╔══

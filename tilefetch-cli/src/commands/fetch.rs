//! Fetch command - download a region into the tile store.

use std::path::PathBuf;
use std::sync::Arc;
use std::time::Duration;

use console::style;
use indicatif::{ProgressBar, ProgressStyle};
use tokio::sync::broadcast::error::RecvError;
use tokio_util::sync::CancellationToken;
use tracing::{debug, info};

use tilefetch::config::format_size;
use tilefetch::{
    FetchConfig, Region, RegionFetcher, ReqwestTileClient, RunOutcome, TileClient, TileStore,
};

use super::common::{build_runtime, parse_size_arg, read_region, CliContext, StoreArgs};
use crate::error::CliError;

/// Arguments for the fetch command.
#[derive(Debug, clap::Args)]
pub struct FetchArgs {
    /// File listing one tile URL per line
    pub url_list: PathBuf,

    /// Region identifier (defaults to the file name without extension)
    #[arg(long)]
    pub id: Option<String>,

    #[command(flatten)]
    pub store: StoreArgs,

    /// Maximum concurrent workers
    #[arg(long)]
    pub workers: Option<usize>,

    /// Storage quota, e.g. 2GB
    #[arg(long, value_parser = parse_size_arg)]
    pub quota: Option<u64>,

    /// In-memory batch budget shared by all workers, e.g. 64MB
    #[arg(long, value_parser = parse_size_arg)]
    pub batch_heap: Option<u64>,

    /// Attempts per tile, including the first
    #[arg(long)]
    pub attempts: Option<u32>,

    /// Per-attempt timeout in seconds
    #[arg(long)]
    pub timeout: Option<u64>,

    /// Delete fetched tiles that are not linked to any region if the fetch aborts
    #[arg(long)]
    pub purge_on_abort: bool,

    /// Print the fetch plan and exit without fetching
    #[arg(long)]
    pub dry_run: bool,
}

impl FetchArgs {
    /// Apply command-line overrides on top of the configured values.
    pub fn apply(&self, mut config: FetchConfig) -> FetchConfig {
        if let Some(workers) = self.workers {
            config.max_concurrent_workers = workers;
        }
        if let Some(quota) = self.quota {
            config.max_total_storage_bytes = quota;
        }
        if let Some(batch_heap) = self.batch_heap {
            config.max_batch_heap_bytes = batch_heap;
        }
        if let Some(attempts) = self.attempts {
            config.max_attempts_per_tile = attempts;
        }
        if let Some(timeout) = self.timeout {
            config.per_attempt_timeout = Duration::from_secs(timeout);
        }
        if self.purge_on_abort {
            config.purge_unlinked_on_abort = true;
        }
        config
    }
}

/// Run the fetch command.
pub fn run(args: FetchArgs, ctx: &CliContext) -> Result<(), CliError> {
    let region = read_region(&args.url_list, args.id.clone())?;
    let config = args.apply(ctx.config().fetch.clone());
    let purge = config.purge_unlinked_on_abort;

    let store = Arc::new(ctx.open_store(args.store.store.as_deref())?);
    let client = ReqwestTileClient::new().map_err(|e| CliError::Http(e.to_string()))?;
    let fetcher = Arc::new(RegionFetcher::new(
        store.clone() as Arc<dyn TileStore>,
        Arc::new(client) as Arc<dyn TileClient>,
        config,
    )?);

    let plan = fetcher.plan(&region);
    println!("TileFetch v{}", env!("CARGO_PKG_VERSION"));
    println!("==============");
    println!();
    println!("Region:  {}", region);
    println!("Store:   {}", store.root().display());
    println!("Plan:    {}", plan);
    println!(
        "Quota:   {} ({} in use)",
        format_size(fetcher.config().max_total_storage_bytes),
        format_size(store.current_total_bytes())
    );
    println!();

    if args.dry_run {
        println!("Dry run, nothing fetched.");
        return Ok(());
    }

    let runtime = build_runtime()?;
    let outcome = runtime.block_on(fetch_with_progress(Arc::clone(&fetcher), &region, purge))?;

    report(&region, outcome)
}

async fn fetch_with_progress(
    fetcher: Arc<RegionFetcher>,
    region: &Region,
    purge: bool,
) -> Result<RunOutcome, CliError> {
    let bar = build_progress_bar(region.tile_count() as u64);

    let mut progress_rx = fetcher.subscribe_progress();
    let progress_bar = bar.clone();
    let progress_task = tokio::spawn(async move {
        loop {
            match progress_rx.recv().await {
                Ok(progress) => {
                    progress_bar.set_position(progress.completed_tiles as u64);
                    progress_bar.set_message(format_size(progress.cumulative_bytes_fetched));
                }
                Err(RecvError::Lagged(skipped)) => {
                    debug!(skipped, "Progress display lagging");
                }
                Err(RecvError::Closed) => break,
            }
        }
    });

    let interrupt = CancellationToken::new();
    let handler_token = interrupt.clone();
    ctrlc::set_handler(move || handler_token.cancel())
        .map_err(|e| CliError::Signal(e.to_string()))?;

    let abort_fetcher = Arc::clone(&fetcher);
    let abort_bar = bar.clone();
    let abort_task = tokio::spawn(async move {
        interrupt.cancelled().await;
        abort_bar.println("Interrupted, aborting fetch...");
        info!("Ctrl-C received, aborting fetch");
        abort_fetcher.abort(purge).await;
    });

    let outcome = fetcher.fetch(region).await;

    abort_task.abort();
    progress_task.abort();
    match &outcome {
        RunOutcome::Committed {
            committed: true, ..
        } => bar.finish_with_message("committed"),
        _ => bar.abandon(),
    }

    Ok(outcome)
}

fn build_progress_bar(len: u64) -> ProgressBar {
    let bar = ProgressBar::new(len);
    if let Ok(style) = ProgressStyle::with_template(
        "{spinner:.green} [{elapsed_precise}] [{bar:40.cyan/blue}] {pos}/{len} tiles ({msg}) ETA {eta}",
    ) {
        bar.set_style(style.progress_chars("=>-"));
    }
    bar.enable_steady_tick(Duration::from_millis(120));
    bar
}

fn report(region: &Region, outcome: RunOutcome) -> Result<(), CliError> {
    match outcome {
        RunOutcome::Committed {
            committed: true,
            progress,
        } => {
            println!(
                "{} Region {} committed: {} tiles, {} downloaded",
                style("✓").green().bold(),
                region.id(),
                progress.total_tiles,
                format_size(progress.cumulative_bytes_fetched)
            );
            Ok(())
        }
        RunOutcome::Committed {
            committed: false, ..
        } => Err(CliError::CommitFailed(region.id().to_string())),
        RunOutcome::Aborted { reason, progress } => {
            println!(
                "{} Region {} aborted after {}/{} tiles",
                style("✗").red().bold(),
                region.id(),
                progress.completed_tiles,
                progress.total_tiles
            );
            Err(CliError::Aborted {
                region: region.id().to_string(),
                reason,
            })
        }
        RunOutcome::AlreadyRunning => Err(CliError::AlreadyRunning),
    }
}

#[cfg(test)]
mod tests {
    use super::*;
    use tilefetch::fetch::Progress;
    use tilefetch::AbortReason;

    fn args() -> FetchArgs {
        FetchArgs {
            url_list: PathBuf::from("urls.txt"),
            id: None,
            store: StoreArgs { store: None },
            workers: None,
            quota: None,
            batch_heap: None,
            attempts: None,
            timeout: None,
            purge_on_abort: false,
            dry_run: false,
        }
    }

    #[test]
    fn test_apply_without_overrides_keeps_config() {
        let config = FetchConfig::default().with_max_concurrent_workers(3);

        assert_eq!(args().apply(config.clone()), config);
    }

    #[test]
    fn test_apply_overrides() {
        let mut args = args();
        args.workers = Some(2);
        args.quota = Some(1024);
        args.timeout = Some(9);
        args.purge_on_abort = true;

        let config = args.apply(FetchConfig::default());

        assert_eq!(config.max_concurrent_workers, 2);
        assert_eq!(config.max_total_storage_bytes, 1024);
        assert_eq!(config.per_attempt_timeout, Duration::from_secs(9));
        assert!(config.purge_unlinked_on_abort);
    }

    #[test]
    fn test_report_maps_outcomes() {
        let region = Region::new("r", vec!["u".to_string()]);
        let progress = Progress::start(1);

        assert!(report(
            &region,
            RunOutcome::Committed {
                committed: true,
                progress
            }
        )
        .is_ok());
        assert!(matches!(
            report(
                &region,
                RunOutcome::Committed {
                    committed: false,
                    progress
                }
            ),
            Err(CliError::CommitFailed(_))
        ));
        assert!(matches!(
            report(
                &region,
                RunOutcome::Aborted {
                    reason: AbortReason::StorageFull,
                    progress
                }
            ),
            Err(CliError::Aborted {
                reason: AbortReason::StorageFull,
                ..
            })
        ));
    }
}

╚══

§ **Exercise objective**: The answer must be every line of the records that contains the word "plan".

§ **Answer section**:
    /// Print the fetch plan and exit without fetching
    let plan = fetcher.plan(&region);
    println!("Plan:    {}", plan);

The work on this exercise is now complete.